In 1932, World War I veterans gathered in Washington to demand their bonus benefit payments. Hoover evicted them; two were killed.

Secretary of War, Patrick J. Hurley calls upon Army Chief of Staff Douglas MacArthur to use troops to clear out the veterans. MacArthur & his aide, Dwight D. Eisenhower set about to business ... [1]

Patrick Hurley shows up again in the 1950s when he runs for the U.S. Senate against Dennis Chavez. See Harry Truman Administration for more on this.


Under Hoover it was Secretary of State Frank Kellog who prepared the ("anti-isolationist") ground for WWII by arguing the legal basis for the use of force. See: [6]

Henry L. Stimson, Secretary of State under Hoover, was Secretary of War in the FDR Administration. Later, as Secretary of State under Truman, he made the following post-Hiroshima proposal on Sept. 11, 1945:

... he proposes that the United States immediately share the secrets of the atomic bomb with the Soviet Union in order to head off an arms race "of a rather desparate character," as Stimson put it. "The chief lesson I have learned in a long life," Stimson said, anticipating his critics, ''is that the only way you can make a man trustworthy is to trust him." [7]

Ironically, the Henry L. Stimson Center, a national security think tank, is now a breeding ground for PNAC enthusiasts.

James Carrol, author of the above passage, calls Stimson's proposal the 'great American road not taken.' Similar proposals were independently made in 1946 by Lewis Mumford and J. Oppenheimer [6].

The period between 1946 and 1949 is very similar to the present period, despite PNAC claims to the contrary:

The 'defense' strategy outlined in PNAC is founded on the post cold-war assumption that as the single remaining super-power the U.S. must do whatever is militarily necessary to prevent other, 'lesser' powers from obtaining nuclear capabilities.

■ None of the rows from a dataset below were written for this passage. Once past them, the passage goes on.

//! Duration strings in the `1h30m` / `1.5s` / `300ms` format
//!
//! A duration is a sequence of decimal numbers, each with an optional
//! fraction and a mandatory unit. Valid units are `ns`, `us` (or `µs`),
//! `ms`, `s`, `m` and `h`. A bare `0` needs no unit. Negative values are
//! rejected.

use std::time::Duration;

use thiserror::Error;

#[derive(Debug, Clone, PartialEq, Eq, Error)]
pub enum DurationError {
    #[error("invalid duration {0:?}")]
    Invalid(String),

    #[error("missing unit in duration {0:?}")]
    MissingUnit(String),

    #[error("unknown unit {unit:?} in duration {input:?}")]
    UnknownUnit { unit: String, input: String },

    #[error("negative duration {0:?} is not allowed")]
    Negative(String),

    #[error("duration {0:?} is out of range")]
    OutOfRange(String),
}

const NANOS_PER_UNIT: &[(&str, u128)] = &[
    ("ns", 1),
    ("us", 1_000),
    ("µs", 1_000), // U+00B5 micro sign
    ("μs", 1_000), // U+03BC greek mu
    ("ms", 1_000_000),
    ("s", 1_000_000_000),
    ("m", 60 * 1_000_000_000),
    ("h", 3_600 * 1_000_000_000),
];

/// Fraction digits beyond this cannot change the nanosecond result
const MAX_FRACTION_DIGITS: usize = 20;

/// Parse a duration string
pub fn parse(input: &str) -> Result<Duration, DurationError> {
    let invalid = || DurationError::Invalid(input.to_string());

    let rest = match input.as_bytes().first() {
        Some(b'-') => {
            return match &input[1..] {
                "" => Err(invalid()),
                "0" => Ok(Duration::ZERO),
                _ => Err(DurationError::Negative(input.to_string())),
            };
        }
        Some(b'+') => &input[1..],
        Some(_) => input,
        None => return Err(invalid()),
    };

    if rest == "0" {
        return Ok(Duration::ZERO);
    }
    if rest.is_empty() {
        return Err(invalid());
    }

    let mut total: u128 = 0;
    let mut rest = rest;

    while !rest.is_empty() {
        // Integer part
        let int_len = rest.bytes().take_while(u8::is_ascii_digit).count();
        let (int_digits, after_int) = rest.split_at(int_len);

        // Fraction part
        let (frac_digits, after_frac) = match after_int.strip_prefix('.') {
            Some(after_dot) => {
                let frac_len = after_dot.bytes().take_while(u8::is_ascii_digit).count();
                after_dot.split_at(frac_len)
            }
            None => ("", after_int),
        };

        if int_digits.is_empty() && frac_digits.is_empty() {
            return Err(invalid());
        }

        // Unit runs until the next number
        let unit_len = after_frac
            .find(|c: char| c == '.' || c.is_ascii_digit())
            .unwrap_or(after_frac.len());
        let (unit, after_unit) = after_frac.split_at(unit_len);

        if unit.is_empty() {
            return Err(DurationError::MissingUnit(input.to_string()));
        }

        let scale = NANOS_PER_UNIT
            .iter()
            .find(|(name, _)| *name == unit)
            .map(|(_, scale)| *scale)
            .ok_or_else(|| DurationError::UnknownUnit {
                unit: unit.to_string(),
                input: input.to_string(),
            })?;

        let out_of_range = || DurationError::OutOfRange(input.to_string());

        let whole = if int_digits.is_empty() {
            0
        } else {
            int_digits.parse::<u128>().map_err(|_| out_of_range())?
        };

        let mut nanos = whole.checked_mul(scale).ok_or_else(out_of_range)?;

        if !frac_digits.is_empty() {
            let kept = &frac_digits[..frac_digits.len().min(MAX_FRACTION_DIGITS)];
            let numerator = kept.parse::<u128>().map_err(|_| invalid())?;
            let denominator = 10u128.pow(kept.len() as u32);
            nanos = nanos
                .checked_add(numerator.saturating_mul(scale) / denominator)
                .ok_or_else(out_of_range)?;
        }

        total = total.checked_add(nanos).ok_or_else(out_of_range)?;
        rest = after_unit;
    }

    let nanos = u64::try_from(total).map_err(|_| DurationError::OutOfRange(input.to_string()))?;
    Ok(Duration::from_nanos(nanos))
}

This position, which the U.S. now presumably finds itself in as a result of the fall of the Soviet Union, is a unique position according to PNAC - one that demands a unique defense strategy. But is it really so unique? Is it not like the position the U.S. was in over 50 years ago, at the end of World War II?

At that time, the U.S. had emerged from the war as the dominant international power. It alone had nuclear capabilities, which it utilized in the war (the 20 kiloton Little Boy uranium bomb dropped on Hiroshima on August 8, 1945, killing 80,000, and the 22 kiloton Fat Man plutonium bomb that killed 70,000 on August 9th.) The cold-war with the Soviet Union, which eventually turned into a nuclear stand-off, had not yet begun. For Russia's first succesful test of an A-bomb would not happen until July 14, 1949. [8].

On the fiscal irresponsibility of Hoover and George W. Bush:

  • "[George Bush has presided over] a two-year binge of tax cuts [and] a rocketing federal deficit and job losses that recall the Herbert Hoover era..." [9]
  • "[George W. Bush's] tenure is shaping up to be a combination of a couple of quagmires: Lyndon Jonson 1968 and Herbert Hoover 1932." [10]
  • "Mr. Bush was the most fiscally irresponsible president since Herbert Hoover."[11]
  • "With more than two million jobs having disappeared since Mr. Bush took office in January 2001, he finds himself in danger of becoming the first president since Hoover to oversee a decline in the country's employment."[12]